Einfluss von Ratingagenturen und Staatenratings

In einem im Januar veröffentlichten Paper des Internationalen Währungsfonds untersuchen die Autoren den Markteinfluss und die Genauigkeit von Länderratings der großen Ratingagenturen. Die Ergebnisse zeigen einen asymmetrischen Markteinfluss. Lediglich negative Ratingnachrichten in Form von Review, Watch oder Outlook haben signifikanten Einfluss auf den CDS-Markt. Bei Anpassungen der Ratingnote belegen die Autoren John Kiff, Sylwia Nowak und Liliana Schumacher nur bei Veränderungen in oder aus dem Investment-Grade-Segment statistisch signifikante Bewegungen der CDS-Spreads. Die Marktreaktion auf Ratingnachrichten ist dabei stärker als die auf Veränderungen der Ratingnote folgenden Preisanpassungen.


Quelle: IMF (2012)

Vor diesem Hintergrund sollte die Verankerung von Ratingnoten in der Regulierung reduziert werden, so die Autoren.
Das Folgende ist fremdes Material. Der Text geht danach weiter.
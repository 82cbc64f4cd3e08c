//! Decision nodes — the three terminal outcomes of a screening run.

use serde::{Deserialize, Serialize};

use crate::screening::state::StateUpdate;

#[derive(Debug, Clone, Copy, PartialEq, Eq, Hash, Serialize, Deserialize)]
#[serde(rename_all = "snake_case")]
pub enum DecisionNode {
    ScheduleHrInterview,
    EscalateToRecruiter,
    RejectApplication,
}

impl DecisionNode {
    #[cfg(test)]
    pub const ALL: [DecisionNode; 3] = [
        DecisionNode::ScheduleHrInterview,
        DecisionNode::EscalateToRecruiter,
        DecisionNode::RejectApplication,
    ];

    /// Workflow node name.
    pub fn name(self) -> &'static str {
        match self {
            Self::ScheduleHrInterview => "schedule_hr_interview",
            Self::EscalateToRecruiter => "escalate_to_recruiter",
            Self::RejectApplication => "reject_application",
        }
    }

    pub fn response(self) -> &'static str {
        match self {
            Self::ScheduleHrInterview => "Candidate has been shortlisted for an HR interview.",
            Self::EscalateToRecruiter => {
                "Candidate has senior-level experience but doesn't match job skills."
            }
            Self::RejectApplication => "Candidate doesn't meet JD and has been rejected.",
        }
    }

    /// Runs the node. Pure: the update depends only on which node was selected.
    pub fn run(self) -> StateUpdate {
        StateUpdate::Response(self.response().to_string())
    }
}
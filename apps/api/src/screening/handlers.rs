//! Axum route handlers for the Screening API.

use axum::{extract::State, Json};
use chrono::{DateTime, Utc};
use serde::{Deserialize, Serialize};

use crate::errors::AppError;
use crate::screening::state::ScreeningResult;
use crate::state::AppState;

// ────────────────────────────────────────────────────────────────────────────
// Request / Response types
// ────────────────────────────────────────────────────────────────────────────

#[derive(Debug, Deserialize)]
pub struct ScreenRequest {
    pub application: String,
}

#[derive(Debug, Serialize, Deserialize)]
pub struct ScreenResponse {
    #[serde(flatten)]
    pub result: ScreeningResult,
    pub screened_at: DateTime<Utc>,
}

#[derive(Debug, Deserialize)]
pub struct BatchScreenRequest {
    pub applications: Vec<String>,
}

#[derive(Debug, Serialize, Deserialize)]
pub struct BatchScreenResponse {
    pub results: Vec<ScreeningResult>,
    pub screened_at: DateTime<Utc>,
}

// ────────────────────────────────────────────────────────────────────────────
// Handlers
// ────────────────────────────────────────────────────────────────────────────

/// POST /api/v1/screenings
///
/// Screens one application: experience classification, skill assessment, decision.
pub async fn handle_screen(
    State(state): State<AppState>,
    Json(request): Json<ScreenRequest>,
) -> Result<Json<ScreenResponse>, AppError> {
    let result = state.screener.screen(&request.application).await?;

    Ok(Json(ScreenResponse {
        result,
        screened_at: Utc::now(),
    }))
}

/// POST /api/v1/screenings/batch
///
/// Screens applications sequentially in order. Any failure fails the whole batch.
/// Blank entries are rejected up front so no completion calls are spent on a batch
/// that cannot finish.
pub async fn handle_screen_batch(
    State(state): State<AppState>,
    Json(request): Json<BatchScreenRequest>,
) -> Result<Json<BatchScreenResponse>, AppError> {
    if request.applications.is_empty() {
        return Err(AppError::Validation("applications cannot be empty".to_string()));
    }
    if let Some(index) = request
        .applications
        .iter()
        .position(|a| a.trim().is_empty())
    {
        return Err(AppError::Validation(format!(
            "applications[{index}] cannot be empty"
        )));
    }

    let results = state.screener.screen_batch(&request.applications).await?;

    Ok(Json(BatchScreenResponse {
        results,
        screened_at: Utc::now(),
    }))
}
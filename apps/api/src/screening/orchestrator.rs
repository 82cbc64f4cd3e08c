//! Screening orchestrator — runs one application through the fixed workflow.
//!
//! Flow: Start → categorize_experience → Categorized → assess_skillset → Assessed
//!       → route → Decided → decision node → End.
//!
//! Steps run strictly in sequence. Any failure aborts the run with no partial result.
//! The decision node always runs before the run ends.

use std::sync::Arc;

use thiserror::Error;
use tracing::{debug, info, info_span, Instrument};
use uuid::Uuid;

use crate::llm_client::{CompletionService, LlmError};
use crate::screening::classifier::ClassifierStep;
use crate::screening::router::{route, ClassificationMode};
use crate::screening::state::{CandidateState, ScreeningResult, StateError};
use crate::screening::template::TemplateError;

#[derive(Debug, Error)]
pub enum ScreeningError {
    #[error("application text is empty")]
    EmptyApplication,

    #[error(transparent)]
    Completion(#[from] LlmError),

    #[error("invalid screening state: {0}")]
    State(#[from] StateError),

    #[error("prompt template error: {0}")]
    Template(#[from] TemplateError),
}

/// Position of a run in the workflow.
#[derive(Debug, Clone, Copy, PartialEq, Eq)]
pub enum Stage {
    Start,
    Categorized,
    Assessed,
    Decided,
    End,
}

impl Stage {
    fn after(step: ClassifierStep) -> Self {
        match step {
            ClassifierStep::CategorizeExperience => Self::Categorized,
            ClassifierStep::AssessSkillset => Self::Assessed,
        }
    }
}

/// Runs screening workflows against an injected completion service.
///
/// Holds no per-run state, so one `Screener` may serve any number of runs,
/// concurrently or not.
#[derive(Clone)]
pub struct Screener {
    completion: Arc<dyn CompletionService>,
    mode: ClassificationMode,
}

impl Screener {
    pub fn new(completion: Arc<dyn CompletionService>, mode: ClassificationMode) -> Self {
        Self { completion, mode }
    }

    pub fn mode(&self) -> ClassificationMode {
        self.mode
    }

    /// Screens a single application end to end.
    pub async fn screen(&self, application: &str) -> Result<ScreeningResult, ScreeningError> {
        if application.trim().is_empty() {
            return Err(ScreeningError::EmptyApplication);
        }

        let run_id = Uuid::new_v4();
        let span = info_span!("screening", %run_id, mode = ?self.mode);
        self.run(CandidateState::new(application))
            .instrument(span)
            .await
    }

    async fn run(&self, mut state: CandidateState) -> Result<ScreeningResult, ScreeningError> {
        let mut stage = Stage::Start;
        debug!(?stage, "screening run started");

        for step in ClassifierStep::SEQUENCE {
            let update = step.run(&state, self.completion.as_ref()).await?;
            state.apply(update);
            stage = Stage::after(step);
            debug!(?stage, step = step.name(), "classifier step applied");
        }

        let decision = route(&state, self.mode)?;
        stage = Stage::Decided;
        debug!(?stage, decision = decision.name(), "route selected");

        state.apply(decision.run());
        let result = state.into_result(decision)?;
        stage = Stage::End;
        debug!(?stage, "screening run finished");

        info!(
            experience_level = %result.experience_level,
            skill_match = %result.skill_match,
            decision = decision.name(),
            "Application screened"
        );
        Ok(result)
    }

    /// Screens applications one after another in input order, each with its own
    /// state. Stops at the first failure.
    pub async fn screen_batch(
        &self,
        applications: &[String],
    ) -> Result<Vec<ScreeningResult>, ScreeningError> {
        let mut results = Vec::with_capacity(applications.len());
        for application in applications {
            results.push(self.screen(application).await?);
        }
        info!("Screened batch of {} applications", results.len());
        Ok(results)
    }
}
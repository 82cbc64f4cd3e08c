//! Prompt rendering — fills a template's placeholder with a value.

use thiserror::Error;

#[derive(Debug, Clone, PartialEq, Eq, Error)]
pub enum TemplateError {
    #[error("template has no `{placeholder}` placeholder")]
    MissingPlaceholder { placeholder: String },
}

/// Substitutes every `placeholder` in `template` with `value`.
///
/// `value` is inserted verbatim in a single pass, so braces or placeholder-like
/// text inside it are never re-expanded.
pub fn render(template: &str, placeholder: &str, value: &str) -> Result<String, TemplateError> {
    if placeholder.is_empty() || !template.contains(placeholder) {
        return Err(TemplateError::MissingPlaceholder {
            placeholder: placeholder.to_string(),
        });
    }
    Ok(template.replace(placeholder, value))
}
Ihr Informationsgehalt würde dadurch nicht sinken und potentielle adverse Anpassungseffekte, die die Marktsituation verschärfen, könnten vermieden werden. Darüber hinaus sind Ratingnoten als ordinale Reihenfolge der Kreditqualität ausschließlich qualitativer Natur und nicht mit quantitativen Größen wie Ausfallwahrscheinlichkeit oder Ausfallquote verbunden. Die Einbindung etwa im Basel-II-Standardansatz setzt jedoch eine kardinale Genauigkeit der Ratingnoten voraus. Die Ratingagenturen sollten daher offenlegen, welche qualitativen Messgrößen in den Ratingprozess einfließen.